[PROMPT]: Across the entries, how many lines have the string "Fetcher" in them? Reply with only a number.

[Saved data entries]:
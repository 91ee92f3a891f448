use crate::types::{AggregatorError, FetchConfig, Result};
use async_trait::async_trait;
use reqwest::Client;
use std::time::{Duration, Instant};
use tracing::debug;

/// Raw response of one remote call. Status codes are data here; the executor
/// decides what a 429 or a 500 means.
#[derive(Debug, Clone)]
pub struct HttpResponse {
    pub status: u16,
    pub body: String,
}

impl HttpResponse {
    pub fn ok(body: impl Into<String>) -> Self {
        Self { status: 200, body: body.into() }
    }

    pub fn with_status(status: u16, body: impl Into<String>) -> Self {
        Self { status, body: body.into() }
    }

    pub fn is_success(&self) -> bool {
        (200..300).contains(&self.status)
    }

    pub fn is_rate_limited(&self) -> bool {
        self.status == 429
    }
}

/// Transport used by the source adapters. `Fetcher` talks HTTP; tests script it.
#[async_trait]
pub trait HttpTransport: Send + Sync {
    async fn get(&self, url: &str, query: &[(&str, String)]) -> Result<HttpResponse>;
}

pub struct Fetcher {
    client: Client,
}

impl Fetcher {
    pub fn new(config: &FetchConfig) -> Result<Self> {
        let client = Client::builder()
            .user_agent(&config.user_agent)
            .timeout(Duration::from_secs(config.timeout_seconds))
            .gzip(true)
            .deflate(true)
            .brotli(true)
            .redirect(reqwest::redirect::Policy::limited(config.max_redirects))
            .build()
            .map_err(|e| AggregatorError::Configuration(format!("Failed to create HTTP client: {}", e)))?;

        Ok(Self { client })
    }
}

#[async_trait]
impl HttpTransport for Fetcher {
    async fn get(&self, url: &str, query: &[(&str, String)]) -> Result<HttpResponse> {
        let start_time = Instant::now();

        let response = self.client.get(url).query(query).send().await?;
        let status = response.status().as_u16();
        let body = response.text().await?;

        debug!(
            "GET {} -> {} ({} bytes, {}ms)",
            url,
            status,
            body.len(),
            start_time.elapsed().as_millis()
        );

        Ok(HttpResponse { status, body })
    }
}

[ANSWER SECTION]: 4